In the records below, find the line that contains "assert!(matches!(err, AlignError::InvalidBase('X')));" and the line that contains "let result = at37(a, b);", then retype exactly those two lines and every line between them.

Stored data

-- Opening Marker --

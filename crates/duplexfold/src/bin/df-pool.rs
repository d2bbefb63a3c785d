use std::io::Write;
use std::path::PathBuf;
use std::process::ExitCode;

use clap::Parser;
use colored::*;
use env_logger::{Builder, Env};
use log::info;

use df_align::AlignError;
use df_thermo::ReactionCondition;
use duplexfold::{interaction_matrix, read_pool_file, row_summary};

/// Screen a primer pool for pairwise cross-hybridization.
#[derive(Parser)]
#[command(name = "df-pool", version, about)]
struct Args {
    /// Pool file: one primer per line, '#' comments allowed.
    pool: PathBuf,

    /// Reaction temperature in degrees Celsius.
    #[arg(short, long, default_value_t = 37.0)]
    temperature: f64,

    /// Monovalent salt concentration in mol/L (reserved).
    #[arg(long, default_value_t = 1.0)]
    salt: f64,

    /// Only align the 3'-terminal K bases of each query primer.
    #[arg(short, long)]
    kmer: Option<usize>,

    /// Include self-interactions on the diagonal.
    #[arg(long = "self")]
    include_self: bool,
}

fn run(args: &Args) -> anyhow::Result<()> {
    let pool = read_pool_file(&args.pool)?;
    info!("screening {} primers at {} C", pool.len(), args.temperature);

    let condition = ReactionCondition::new(args.temperature, args.salt);
    let matrix = interaction_matrix(&pool, condition, args.kmer, args.include_self)?;

    let name_width = pool.iter().map(String::len).max().unwrap_or(0);
    for (primer, row) in pool.iter().zip(&matrix) {
        print!("{:>width$} ", primer, width = name_width);
        for del_g in row {
            print!("{:>9.1} ", del_g);
        }
        let (strongest, mean) = row_summary(row);
        println!("  min= {:.1}  mean= {:.1}", strongest, mean);
    }
    Ok(())
}

fn main() -> ExitCode {
    Builder::from_env(Env::default().default_filter_or("info"))
        .format(|buf, record| writeln!(buf, "{}", record.args()))
        .init();
    let args = Args::parse();
    match run(&args) {
        Ok(()) => ExitCode::SUCCESS,
        Err(e) => {
            eprintln!("{} {}", "ERROR:".red(), e);
            if e.downcast_ref::<AlignError>()
                .is_some_and(|e| matches!(e, AlignError::InvalidBase(_)))
            {
                ExitCode::from(1)
            } else {
                ExitCode::from(2)
            }
        }
    }
}

use df_thermo::{NucleotideVec, ReactionCondition, SantaLucia};
use log::warn;
use serde::Serialize;

use crate::decision::{Coord, Decision};
use crate::error::AlignError;
use crate::matrix::DuplexMatrix;
use crate::scoring::DuplexAligner;
use crate::traceback::{print_duplex, RenderedDuplex};

/// The outcome of one pairwise duplex prediction: the minimum free
/// energy in cal/mol, the terminal coordinate it was found at, and the
/// traced alignment.
#[derive(Clone, Debug, PartialEq, Serialize)]
pub struct AlignmentResult {
    pub del_g: f64,
    pub coord: Coord,
    pub rendered: RenderedDuplex,
}

impl AlignmentResult {
    fn empty() -> Self {
        AlignmentResult {
            del_g: 0.0,
            coord: Coord::new(0, 0, Decision::Stop),
            rendered: RenderedDuplex::default(),
        }
    }
}

fn normalise(
    ref_str: &str,
    query_str: &str,
) -> Result<(NucleotideVec, NucleotideVec), AlignError> {
    let ref_seq = NucleotideVec::try_from(ref_str)?;
    // both strands arrive 5'->3'; the matrix lays the query out 3'->5'
    let query = NucleotideVec::try_from(query_str)?.reversed();
    Ok((ref_seq, query))
}

/// Predict the most favourable hybridization between two strands, both
/// written 5'->3'. The nearest neighbor model needs at least two bases
/// on each strand; shorter input yields the empty result (delG = 0).
pub fn align_duplex(
    ref_str: &str,
    query_str: &str,
    condition: ReactionCondition,
) -> Result<AlignmentResult, AlignError> {
    let (ref_seq, query) = normalise(ref_str, query_str)?;
    if ref_seq.len() < 2 || query.len() < 2 {
        warn!("sequences below the nearest neighbor minimum of 2 bases");
        return Ok(AlignmentResult::empty());
    }
    let model = SantaLucia::new(condition);
    let aligner = DuplexAligner::new(&ref_seq, &query, &model);
    let matrix = aligner.complete_duplex_matrix();
    let coord = aligner.find_best_decision_coord(&matrix);
    let rendered = print_duplex(&matrix, coord, &ref_seq, &query);
    let del_g = if rendered.is_empty() {
        0.0
    } else {
        matrix.record(coord).del_g
    };
    Ok(AlignmentResult { del_g, coord, rendered })
}

/// The filled DP matrix of one alignment, for inspection and
/// visualisation. Row r, column c scores `query[r]` (3'->5' layout)
/// against `ref[c]`. Unlike [align_duplex], which reports the empty
/// result for sub-minimal input, there is no matrix worth inspecting
/// below 2 bases per strand, so that case is an [AlignError::EmptyInput].
pub fn duplex_matrix(
    ref_str: &str,
    query_str: &str,
    condition: ReactionCondition,
) -> Result<DuplexMatrix, AlignError> {
    let (ref_seq, query) = normalise(ref_str, query_str)?;
    if ref_seq.len() < 2 || query.len() < 2 {
        return Err(AlignError::EmptyInput);
    }
    let model = SantaLucia::new(condition);
    let aligner = DuplexAligner::new(&ref_seq, &query, &model);
    Ok(aligner.complete_duplex_matrix())
}


#[cfg(test)]
mod tests {
    use super::*;
    use crate::decision::Decision;

    fn at37(ref_str: &str, query_str: &str) -> AlignmentResult {
        align_duplex(ref_str, query_str, ReactionCondition::default()).unwrap()
    }

    #[test]
    fn test_perfect_self_complement() {
        // AATT is its own reverse complement; the full duplex scores
        // 2 * init_AT + AA/TT + AT/TA + TT/AA.
        let result = at37("AATT", "AATT");
        assert!((result.del_g + 845.51).abs() < 0.1, "delG = {}", result.del_g);
        assert_eq!(result.rendered.top, "AATT");
        assert_eq!(result.rendered.bonds, "||||");
        assert_eq!(result.rendered.bottom, "TTAA");
        assert_eq!(result.coord, Coord::new(3, 3, Decision::Match));
    }

    #[test]
    fn test_single_internal_mismatch() {
        // the central G.G pair cannot bind; both flanking stacks come
        // from the internal mismatch table (AG/TG and its rotation)
        let result = at37("AAGTT", "AAGTT");
        assert!((result.del_g + 279.72).abs() < 0.1, "delG = {}", result.del_g);
        assert_eq!(result.rendered.top, "AAGTT");
        assert_eq!(result.rendered.bonds, "||x||");
        assert_eq!(result.rendered.bottom, "TTGAA");
        let matrix = duplex_matrix("AAGTT", "AAGTT", ReactionCondition::default()).unwrap();
        let record = matrix.record(Coord::new(2, 2, Decision::Mismatch));
        assert_eq!(record.current, Decision::Mismatch);
        assert_eq!((record.top_loop_len, record.bottom_loop_len), (1, 1));
    }

    #[test]
    fn test_single_top_bulge() {
        // the unpaired reference A bulges out between two GC helices
        let result = at37("GCGCAGCGC", "GCGCGCGC");
        assert!((result.del_g + 9484.28).abs() < 0.5, "delG = {}", result.del_g);
        assert_eq!(result.rendered.top, "GCGCAGCGC");
        assert_eq!(result.rendered.bonds, "|||| ||||");
        assert_eq!(result.rendered.bottom, "CGCG-CGCG");
    }

    #[test]
    fn test_single_bottom_bulge() {
        let result = at37("GCGCGCGC", "GCGCAGCGC");
        assert!((result.del_g + 9484.28).abs() < 0.5, "delG = {}", result.del_g);
        assert_eq!(result.rendered.top, "GCGC-GCGC");
        assert_eq!(result.rendered.bonds, "|||| ||||");
        assert_eq!(result.rendered.bottom, "CGCGACGCG");
    }

    #[test]
    fn test_asymmetric_internal_loop() {
        // two unpaired reference bases against one unpaired query base
        // force a 2x1 internal loop (size penalty plus asymmetry)
        let result = at37("GCGCAAGCGC", "GCGCAGCGC");
        assert!((result.del_g + 7820.36).abs() < 0.5, "delG = {}", result.del_g);
        assert_eq!(result.rendered.top, "GCGCAAGCGC");
        assert_eq!(result.rendered.bonds.matches('|').count(), 8);
        assert_eq!(result.rendered.bonds.matches('x').count(), 1);
        assert_eq!(result.rendered.bonds.matches(' ').count(), 1);
        assert_eq!(result.rendered.bottom.matches('-').count(), 1);
    }

    #[test]
    fn test_dangling_ends() {
        // the duplex spans AATT; C and G overhang on the reference and
        // contribute dangling end terms at both ends
        let result = at37("CAATTG", "AATT");
        assert!((result.del_g + 1752.47).abs() < 0.1, "delG = {}", result.del_g);
        assert_eq!(result.coord, Coord::new(3, 4, Decision::Match));
        assert_eq!(result.rendered.top, "AATT");
        assert_eq!(result.rendered.bonds, "||||");
        assert_eq!(result.rendered.bottom, "TTAA");
    }

    #[test]
    fn test_no_complementarity() {
        let result = at37("AAAA", "AAAA");
        assert_eq!(result.del_g, 0.0);
        assert_eq!(result.coord, Coord::new(0, 0, Decision::Stop));
        assert!(result.rendered.is_empty());
    }

    #[test]
    fn test_length_two_duplex() {
        // boundary case: a 2-mer duplex is two initiations plus one stack
        let result = at37("GC", "GC");
        // 2 * init_GC + GC/CG = 2 * 968.42 - 2232.34
        assert!((result.del_g + 295.5).abs() < 0.1, "delG = {}", result.del_g);
        assert_eq!(result.rendered.bonds, "||");
    }

    #[test]
    fn test_duplex_flip_symmetry() {
        // the same complex viewed upside down: swapping the strands
        // rotates every window by 180 degrees and swaps the dangling
        // ends, but the free energy is unchanged
        let cases = [
            ("GCGCAGCGC", "GCGCGCGC"),
            ("CAATTG", "AATT"),
            ("GCGCAAGCGC", "GCGCAGCGC"),
        ];
        for (a, b) in cases {
            let fwd = at37(a, b);
            let flipped = at37(b, a);
            assert!(
                (fwd.del_g - flipped.del_g).abs() < 0.1,
                "{}/{}: {} vs {}", a, b, fwd.del_g, flipped.del_g
            );
        }
    }

    #[test]
    fn test_colder_is_more_stable() {
        let warm = at37("GCGCGCGC", "GCGCGCGC");
        let cold = align_duplex(
            "GCGCGCGC",
            "GCGCGCGC",
            ReactionCondition::new(25.0, 1.0),
        )
        .unwrap();
        assert!(cold.del_g < warm.del_g);
    }

    #[test]
    fn test_idempotent() {
        let first = at37("GCGCAGCGC", "GCGCGCGC");
        let second = at37("GCGCAGCGC", "GCGCGCGC");
        assert_eq!(first, second);
    }

    #[test]
    fn test_invalid_base() {
        let err = align_duplex("AXTT", "AATT", ReactionCondition::default()).unwrap_err();
        assert!(matches!(err, AlignError::InvalidBase('X')));
        let err = align_duplex("AATT", "AAUU", ReactionCondition::default()).unwrap_err();
        assert!(matches!(err, AlignError::InvalidBase('U')));
    }

    #[test]
    fn test_short_input() {
        let result = at37("A", "AATT");
        assert_eq!(result.del_g, 0.0);
        assert!(result.rendered.is_empty());
        let result = at37("", "");
        assert_eq!(result.del_g, 0.0);
        // the debug matrix has nothing to show below 2 bases
        let err = duplex_matrix("A", "AATT", ReactionCondition::default()).unwrap_err();
        assert!(matches!(err, AlignError::EmptyInput));
    }

    #[test]
    fn test_global_best_is_never_positive() {
        for (a, b) in [("AAAA", "CCCC"), ("ACAC", "ACAC"), ("AGAGAG", "TTTT")] {
            let result = at37(a, b);
            assert!(result.del_g <= 0.0, "{}/{} gave {}", a, b, result.del_g);
        }
    }

    #[test]
    fn test_predecessor_chain_consistency() {
        // every non-seed record continues from a predecessor slot whose
        // stored decision matches its `previous` tag
        let matrix = duplex_matrix("GCGCAAGCGC", "GCGCAGCGC", ReactionCondition::default())
            .unwrap();
        for row in 1..matrix.nrow() {
            for col in 1..matrix.ncol() {
                let cell = &matrix[(row, col)];
                for (record, step) in [
                    (&cell.bind, (1usize, 1usize)),
                    (&cell.top_bulge, (0, 1)),
                    (&cell.bottom_bulge, (1, 0)),
                ] {
                    if record.is_null() || record.previous == Decision::Stop {
                        continue;
                    }
                    let prev = matrix[(row - step.0, col - step.1)].record(record.previous);
                    assert_eq!(prev.current, record.previous,
                        "broken chain at ({}, {})", row, col);
                }
            }
        }
    }

    #[test]
    fn test_rendered_alignment_reparses() {
        // the glyphs alone carry the decision sequence: re-parsing the
        // rendering reproduces the traced chain
        let result = at37("GCGCAGCGC", "GCGCGCGC");
        let reparsed: Vec<Decision> = result
            .rendered
            .bonds
            .chars()
            .zip(result.rendered.top.chars())
            .map(|(bond, top)| match (bond, top) {
                ('|', _) => Decision::Match,
                ('x', _) => Decision::Mismatch,
                (' ', '-') => Decision::BottomBulge,
                (' ', _) => Decision::TopBulge,
                (b, t) => panic!("unexpected glyph pair ({}, {})", b, t),
            })
            .collect();

        let matrix = duplex_matrix("GCGCAGCGC", "GCGCGCGC", ReactionCondition::default())
            .unwrap();
        let mut chain = Vec::new();
        let mut coord = result.coord;
        loop {
            let record = *matrix.record(coord);
            chain.push(record.current);
            if record.previous == Decision::Stop {
                break;
            }
            let step = match coord.decision {
                Decision::Match | Decision::Mismatch => (1, 1),
                Decision::TopBulge => (0, 1),
                Decision::BottomBulge => (1, 0),
                Decision::Stop => break,
            };
            coord = Coord::new(coord.row - step.0, coord.col - step.1, record.previous);
        }
        chain.reverse();
        assert_eq!(reparsed, chain);
    }

    #[test]
    fn test_bulge_slot_bookkeeping() {
        // a top bulge record counts its run in top_loop_len; the bottom
        // length only appears through internal loop transitions
        let matrix = duplex_matrix("GCGCAGCGC", "GCGCGCGC", ReactionCondition::default())
            .unwrap();
        for row in 1..matrix.nrow() {
            for col in 1..matrix.ncol() {
                let tb = &matrix[(row, col)].top_bulge;
                if !tb.is_null() {
                    assert!(tb.top_loop_len >= 1);
                }
                let bb = &matrix[(row, col)].bottom_bulge;
                if !bb.is_null() {
                    assert!(bb.bottom_loop_len >= 1);
                }
            }
        }
    }
}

-- Closing Marker --

RESPONSE TO THE EXERCISE:
        assert!(matches!(err, AlignError::InvalidBase('X')));
        let err = align_duplex("AATT", "AAUU", ReactionCondition::default()).unwrap_err();
        assert!(matches!(err, AlignError::InvalidBase('U')));
    }

    #[test]
    fn test_short_input() {
        let result = at37("A", "AATT");
        assert_eq!(result.del_g, 0.0);
        assert!(result.rendered.is_empty());
        let result = at37("", "");
        assert_eq!(result.del_g, 0.0);
        // the debug matrix has nothing to show below 2 bases
        let err = duplex_matrix("A", "AATT", ReactionCondition::default()).unwrap_err();
        assert!(matches!(err, AlignError::EmptyInput));
    }

    #[test]
    fn test_global_best_is_never_positive() {
        for (a, b) in [("AAAA", "CCCC"), ("ACAC", "ACAC"), ("AGAGAG", "TTTT")] {
            let result = at37(a, b);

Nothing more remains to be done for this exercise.